_About this exercise_: Pull every line containing "struct" from the listing below.

_The records_:
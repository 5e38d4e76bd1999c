use super::*;

/// Array-valued column tests.
///
/// # Examples
///
/// ```text
/// overlaps(tags, ["a", "b"])      // tags shares at least one element
/// contains(tags, ["a", "b"])      // tags holds every element
/// contained_by(tags, ["a", "b"])  // every element of tags is listed
/// ```
#[derive(Debug, Clone, PartialEq)]
pub struct ExprArray {
    pub lhs: Box<Expr>,
    pub op: ArrayOp,

    /// Always a list of values.
    pub rhs: Vec<Value>,
}

#[derive(Debug, Clone, Copy, PartialEq, Eq)]
pub enum ArrayOp {
    Overlaps,
    Contains,
    ContainedBy,
}

impl Expr {
    pub fn array(lhs: impl Into<Self>, op: ArrayOp, rhs: Vec<Value>) -> Self {
        ExprArray {
            lhs: Box::new(lhs.into()),
            op,
            rhs,
        }
        .into()
    }
}

impl From<ExprArray> for Expr {
    fn from(value: ExprArray) -> Self {
        Self::Array(value)
    }
}
mod direction;
pub use direction::Direction;

mod expr;
pub use expr::Expr;

mod expr_and;
pub use expr_and::ExprAnd;

mod expr_array;
pub use expr_array::{ArrayOp, ExprArray};

mod expr_binary_op;
pub use expr_binary_op::ExprBinaryOp;

mod expr_coalesce;
pub use expr_coalesce::ExprCoalesce;

mod expr_column;
pub use expr_column::{ExprColumn, TableRef};

mod expr_exists;
pub use expr_exists::ExprExists;

mod expr_func;
pub use expr_func::ExprFunc;

mod expr_in_list;
pub use expr_in_list::ExprInList;

mod expr_is_null;
pub use expr_is_null::ExprIsNull;

mod expr_like;
pub use expr_like::ExprLike;

mod expr_not;
pub use expr_not::ExprNot;

mod expr_or;
pub use expr_or::ExprOr;

mod filter;
pub use filter::Filter;

mod join;
pub use join::{Join, JoinOp};

mod limit;
pub use limit::Limit;

mod op_binary;
pub use op_binary::BinaryOp;

mod order_by_expr;
pub use order_by_expr::OrderByExpr;

mod returning;
pub use returning::{Returning, SelectItem};

mod select;
pub use select::Select;

mod table_with_joins;
pub use table_with_joins::{TableFactor, TableWithJoins};

mod value;
pub use value::Value;

pub mod visit_mut;
pub use visit_mut::VisitMut;

use super::{Direction, Expr};

#[derive(Debug, Clone, PartialEq)]
pub struct OrderByExpr {
    /// The expression
    pub expr: Expr,

    /// Ascending or descending
    pub order: Option<Direction>,
}

impl OrderByExpr {
    pub fn asc(expr: impl Into<Expr>) -> Self {
        Self {
            expr: expr.into(),
            order: Some(Direction::Asc),
        }
    }

    pub fn desc(expr: impl Into<Expr>) -> Self {
        Self {
            expr: expr.into(),
            order: Some(Direction::Desc),
        }
    }

    /// Flips the direction by which the query is ordered.
    pub fn reverse(&mut self) {
        self.order = match self.order {
            Some(Direction::Desc) => Some(Direction::Asc),
            _ => Some(Direction::Desc),
        }
    }
}
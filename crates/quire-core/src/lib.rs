pub mod driver;
pub use driver::Driver;

mod error;
pub use error::Error;

pub mod query;

pub mod schema;
pub use schema::Schema;

pub mod stmt;

/// A Result type alias that uses Quire's [`Error`] type.
pub type Result<T> = core::result::Result<T, Error>;

pub use async_trait::async_trait;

_Exercise response_:
pub struct ExprArray {
pub struct OrderByExpr {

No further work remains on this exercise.